Full text of travel writer Teresa Rodriguez’s talk: “Owning Alone: conquering your fear of being solo” at TEDxWilmington conference.
Teresa Rodriguez – Travel writer
Well, I married a beautiful, tall, blond Australian man in a courthouse outside of San Francisco. It was an interesting event. It was short and it was sweet. But we did plan to return.
Shortly after our marriage, we moved to Australia. I packed up my life in San Francisco and I hauled it across the world. There we planned to return after a year to plan the big white wedding. Everything a girl dreams of.
And sure enough, we did return, well at least I returned back to San Francisco to plan our big white wedding. There it all started, the wedding dresses, the cake, and the bridesmaids. And the day that I picked out my dress, I’ll never forget. It was the 80s, it had big shoulders. It was fabulous.
Well, I went home to celebrate my find. And there I found a letter from my beloved. I was so excited. This was before the Internet, this was before cell phones, and this was before Facebook. So I could check up on it.
And the letter read as follows:
“Dear Teresa, the marriage is over. I’ve moved. I’ve disconnected the phone. I put your clothes and personal items in garbage bags. I just need to know where you want me to ship them.”
I was devastated. I fell into a deep place of depression. And I was so afraid to spend my life alone. I was alone, I’m alone up here too.
Well, I started seeing a psychiatrist every week. As a matter of fact, I was seeing her on Mondays, Wednesdays and Fridays. She would give me two Valium, one for that Monday, the one for the Tuesday, and then went on, Wednesday, Thursday.
I was highly suicidal. And she was afraid I was going to hurt myself. So she thought that if she gave me the whole bottle of Valium, that there was a chance that I would overdose. And I have to say that she was probably correct.
It was weeks into this treatment, and I wasn’t getting any better. I lost over 15 pounds; my hair was falling out.
And I came to see her on that Friday at 2:00 p.m. as usual. And I was given the grim news by her that, ‘You know Tracy you’re not getting any better. And I have requested that you start inpatient treatment next week in a lovely facility in the rolling hills of Martinez, California.”’
She handed me a stack of admissions papers that were heavier than my broken heart, and I walked down that sterile hallway in that hospital. And I looked down, and to try — oh, there we go. And it read: inpatient psychiatric services. Provides 23 beds for seclusion rooms and three with straight rooms.

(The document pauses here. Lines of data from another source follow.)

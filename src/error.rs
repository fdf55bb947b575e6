//! Error types for Catalyst.
//!
//! This module provides a unified error type [`CatalystError`] for all
//! Catalyst operations, along with a convenient [`Result`] type alias.
//!
//! Errors fall into a few categories: descriptor loading and validation,
//! request-scoped failures (schema validation, template rendering), fan-out
//! call failures, batcher backpressure, and supervisor/restart failures.

use std::io;
use thiserror::Error;

/// Main error type for Catalyst operations.
#[derive(Error, Debug)]
pub enum CatalystError {
    // Descriptor errors
    #[error("Failed to load descriptor {path}: {reason}")]
    Load { path: String, reason: String },

    #[error("Invalid configuration: {field}: {reason}")]
    InvalidConfig { field: String, reason: String },

    #[error("No descriptors found in {0}")]
    NoDescriptors(String),

    // Request-scoped errors
    #[error("Schema validation failed: {0}")]
    Validation(String),

    #[error("Schema compile error for {path} {method}: {reason}")]
    SchemaCompile {
        path: String,
        method: String,
        reason: String,
    },

    #[error("Template error: {0}")]
    Template(String),

    #[error("Fan-out call to {url} failed: {reason}")]
    FanOut { url: String, reason: String },

    // Batcher errors
    #[error("Capture queue is full")]
    QueueFull,

    #[error("Batcher is not running")]
    NotRunning,

    // Supervisor / control-plane errors
    #[error("Restart channel is full")]
    ChannelFull,

    #[error("Restart controller is closed")]
    ControllerClosed,

    #[error("Restart of {0} timed out")]
    RestartTimeout(String),

    #[error("Port {0} is busy")]
    PortBusy(u16),

    #[error("Server not found: {0}")]
    ServerNotFound(String),

    #[error("Configuration file not found for server: {0}")]
    ConfigNotFound(String),

    // Storage errors
    #[error("Database error: {0}")]
    Database(String),

    // External errors
    #[error("IO error: {0}")]
    Io(#[from] io::Error),

    #[error("Serialization error: {0}")]
    Serialization(String),

    #[error("Internal error: {0}")]
    Internal(String),
}

impl CatalystError {
    /// Whether the operation that produced this error may be retried.
    pub fn is_retryable(&self) -> bool {
        matches!(
            self,
            CatalystError::QueueFull
                | CatalystError::ChannelFull
                | CatalystError::PortBusy(_)
                | CatalystError::FanOut { .. }
        )
    }
}

impl From<rusqlite::Error> for CatalystError {
    fn from(e: rusqlite::Error) -> Self {
        CatalystError::Database(e.to_string())
    }
}

impl From<serde_json::Error> for CatalystError {
    fn from(e: serde_json::Error) -> Self {
        CatalystError::Serialization(e.to_string())
    }
}

impl From<serde_yaml::Error> for CatalystError {
    fn from(e: serde_yaml::Error) -> Self {
        CatalystError::Serialization(e.to_string())
    }
}

/// Result type alias for Catalyst operations.
pub type Result<T> = std::result::Result<T, CatalystError>;

#[cfg(test)]
mod tests {
    use super::*;

    #[test]
    fn test_retryable_errors() {
        assert!(CatalystError::QueueFull.is_retryable());
        assert!(CatalystError::ChannelFull.is_retryable());
        assert!(CatalystError::PortBusy(8080).is_retryable());
        assert!(!CatalystError::NotRunning.is_retryable());
        assert!(!CatalystError::Validation("bad".into()).is_retryable());
    }

    #[test]
    fn test_field_qualified_config_error() {
        let err = CatalystError::InvalidConfig {
            field: "http.servers[0].listen".to_string(),
            reason: "port must be non-zero".to_string(),
        };
        assert!(err.to_string().contains("http.servers[0].listen"));
    }
}
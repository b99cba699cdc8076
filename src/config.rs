use color_eyre::{eyre::eyre, Result};
use serde::Deserialize;
use std::net::SocketAddr;
use std::path::{Path, PathBuf};
use std::time::Duration;
use url::Url;

use crate::worker::generation_name;

#[derive(Debug, Clone, Deserialize)]
#[serde(default)]
pub struct Config {
  /// Origin the proxy serves, e.g. the lookbook frontend on http://localhost:3000
  pub origin: String,
  /// Path prefix under the origin that the proxy controls
  pub scope: String,
  /// Address the local HTTP front listens on
  pub listen: String,
  pub cache: CacheConfig,
  pub network: NetworkConfig,
  pub lifecycle: LifecycleConfig,
  /// Also write logs to a daily file under the data directory
  pub log_file: bool,
}

impl Default for Config {
  fn default() -> Self {
    Self {
      origin: "http://localhost:3000".to_string(),
      scope: "/".to_string(),
      listen: "127.0.0.1:3080".to_string(),
      cache: CacheConfig::default(),
      network: NetworkConfig::default(),
      lifecycle: LifecycleConfig::default(),
      log_file: false,
    }
  }
}

#[derive(Debug, Clone, Deserialize)]
#[serde(default)]
pub struct CacheConfig {
  /// Generation names are "<prefix>-v<version>"
  pub prefix: String,
  /// Bump on deploy to replace every older generation
  pub version: u32,
  /// SQLite database path (defaults to the data directory)
  pub database: Option<PathBuf>,
}

impl Default for CacheConfig {
  fn default() -> Self {
    Self {
      prefix: "lookbook".to_string(),
      version: 1,
      database: None,
    }
  }
}

impl CacheConfig {
  pub fn generation_name(&self) -> String {
    generation_name(&self.prefix, self.version)
  }

  pub fn database_path(&self) -> Result<PathBuf> {
    match &self.database {
      Some(path) => Ok(path.clone()),
      None => Ok(Config::data_dir()?.join("cache.db")),
    }
  }
}

#[derive(Debug, Clone, Deserialize)]
#[serde(default)]
pub struct NetworkConfig {
  pub timeout_secs: u64,
}

impl Default for NetworkConfig {
  fn default() -> Self {
    Self { timeout_secs: 30 }
  }
}

impl NetworkConfig {
  pub fn timeout(&self) -> Duration {
    Duration::from_secs(self.timeout_secs)
  }
}

#[derive(Debug, Clone, Deserialize)]
#[serde(default)]
pub struct LifecycleConfig {
  /// Activate a freshly installed version without waiting for a SKIP_WAITING message
  pub skip_waiting_on_install: bool,
}

impl Default for LifecycleConfig {
  fn default() -> Self {
    Self {
      skip_waiting_on_install: true,
    }
  }
}

impl Config {
  /// Load configuration from file.
  ///
  /// Search order:
  /// 1. Explicit path if provided
  /// 2. ./lookcache.yaml (current directory)
  /// 3. $XDG_CONFIG_HOME/lookcache/config.yaml
  ///
  /// Falls back to built-in defaults when no file is found.
  pub fn load(explicit_path: Option<&Path>) -> Result<Self> {
    let path = if let Some(p) = explicit_path {
      if p.exists() {
        Some(p.to_path_buf())
      } else {
        return Err(eyre!("Config file not found: {}", p.display()));
      }
    } else {
      Self::find_config_file()
    };

    let config = match path {
      Some(p) => Self::load_from_path(&p)?,
      None => Self::default(),
    };
    config.validate()?;

    Ok(config)
  }

  fn find_config_file() -> Option<PathBuf> {
    // Check current directory
    let local = PathBuf::from("lookcache.yaml");
    if local.exists() {
      return Some(local);
    }

    // Check XDG config directory
    if let Some(config_dir) = dirs::config_dir() {
      let xdg_path = config_dir.join("lookcache").join("config.yaml");
      if xdg_path.exists() {
        return Some(xdg_path);
      }
    }

    None
  }

  fn load_from_path(path: &Path) -> Result<Self> {
    let contents = std::fs::read_to_string(path)
      .map_err(|e| eyre!("Failed to read config file {}: {}", path.display(), e))?;

    Self::parse(&contents).map_err(|e| eyre!("Failed to parse config file {}: {}", path.display(), e))
  }

  fn parse(contents: &str) -> Result<Self> {
    // An empty file deserializes as unit, not as an empty mapping
    if contents.trim().is_empty() {
      return Ok(Self::default());
    }
    serde_yaml::from_str(contents).map_err(|e| eyre!("{}", e))
  }

  fn validate(&self) -> Result<()> {
    self.origin_url()?;
    self.listen_addr()?;
    if self.cache.prefix.is_empty() {
      return Err(eyre!("cache.prefix must not be empty"));
    }
    Ok(())
  }

  pub fn origin_url(&self) -> Result<Url> {
    Url::parse(&self.origin).map_err(|e| eyre!("Invalid origin {}: {}", self.origin, e))
  }

  pub fn listen_addr(&self) -> Result<SocketAddr> {
    self
      .listen
      .parse()
      .map_err(|e| eyre!("Invalid listen address {}: {}", self.listen, e))
  }

  /// Directory for the cache database and log files.
  pub fn data_dir() -> Result<PathBuf> {
    let data_dir = dirs::data_dir()
      .or_else(|| dirs::home_dir().map(|p| p.join(".local/share")))
      .ok_or_else(|| eyre!("Could not determine data directory"))?;

    Ok(data_dir.join("lookcache"))
  }
}

#[cfg(test)]
mod tests {
  use super::*;

  #[test]
  fn test_defaults() {
    let config = Config::default();
    assert_eq!(config.origin_url().unwrap().as_str(), "http://localhost:3000/");
    assert_eq!(config.cache.generation_name(), "lookbook-v1");
    assert_eq!(config.listen_addr().unwrap().port(), 3080);
    assert_eq!(config.network.timeout(), Duration::from_secs(30));
    assert!(config.lifecycle.skip_waiting_on_install);
    assert!(!config.log_file);
  }

  #[test]
  fn test_partial_file_keeps_defaults() {
    let config = Config::parse(
      r#"
origin: "https://lookbook.example.com"
cache:
  version: 7
lifecycle:
  skip_waiting_on_install: false
"#,
    )
    .unwrap();

    assert_eq!(config.origin, "https://lookbook.example.com");
    assert_eq!(config.cache.generation_name(), "lookbook-v7");
    assert!(!config.lifecycle.skip_waiting_on_install);
    assert_eq!(config.scope, "/");
    assert_eq!(config.network.timeout_secs, 30);
  }

  #[test]
  fn test_empty_file_is_default() {
    let config = Config::parse("\n").unwrap();
    assert_eq!(config.cache.version, 1);
  }

  #[test]
  fn test_explicit_database_path() {
    let config = Config::parse("cache:\n  database: /tmp/lookcache-test.db\n").unwrap();
    assert_eq!(
      config.cache.database_path().unwrap(),
      PathBuf::from("/tmp/lookcache-test.db")
    );
  }

  #[test]
  fn test_validate_rejects_bad_values() {
    let bad_origin = Config {
      origin: "not a url".to_string(),
      ..Config::default()
    };
    assert!(bad_origin.validate().is_err());

    let bad_listen = Config {
      listen: "localhost".to_string(),
      ..Config::default()
    };
    assert!(bad_listen.validate().is_err());
  }

  #[test]
  fn test_missing_explicit_file_is_an_error() {
    assert!(Config::load(Some(Path::new("/nonexistent/lookcache.yaml"))).is_err());
  }
}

I walked out of that hospital and I looked up in the sky. And I saw a flock of blackbirds dancing like I’ve never seen before. And that line from Ken Kesey’s book came to me, ‘One flew East and one flew West and one flew over the Cuckoo’s Nest.’
It was at that moment in my life that I said there’s no way that I’m going to let another person put me into a psychiatric ward. There has to be another way of doing this.
So I took those admission papers. I threw them away. I got into my dad’s old Volvo, and drove back to my parents’ house. And I called my girlfriend who had happened to be going to London the following week. I called her and I said, listen, is there any chance that I can tag along on this trip.
And she was a little bit resistant because her sister set it up. And she agreed.
So instead of flying over the Cuckoo’s Nest, I flew east. I took the money that I saved for my wedding and I bought a ticket to London.
Well, we got to the hostel that her sister had organized and it was completely booked out. So there was no place for me to stay. And I was like- ‘Uh alrighty, I’ll figure this out. Hey, I was about to go to a psychiatric ward last week, which could be worse.’
So I grabbed my bags and walked out onto the High Street. And something magical happened. Yes, I was alone, but I was alone in London.
In John Bradshaw’s book- ‘Homecoming’, he talks about one of the best ways to heal our broken child is to go back to that place of discovery, to that little toddlerhood, where we look at things in a new light with new birb and new excitement. And I was there on High Street for the first time in a long time, I was alive.
I was living in the now.
And Eckhart Tolle talks about this now. And it’s so rare that we actually go into this delicious place of the present, because we are so busy worrying about our future and afraid and regretting the decisions that we made in our past that… do we rarely step into this place where we are just happy. And I was there.
So I went down to the underground not knowing where to go, had my bags and I picked another station. I picked Elephant Castle because it sounded magical.
And I got down there onto the platform and it said mind the gap. And I started laughing because it reminded me of Dr. Wayne Dyer and his series on getting into the gap making conscious contact with God. And he says that to create a conscious contact with God with our higher power is, we have to create space. We have to create distance. We have to open up.
We have to leave the monikers of dumped housewife, loser daughter, failing business partner. We got to leave those all at home and step out into something new and something adventurous.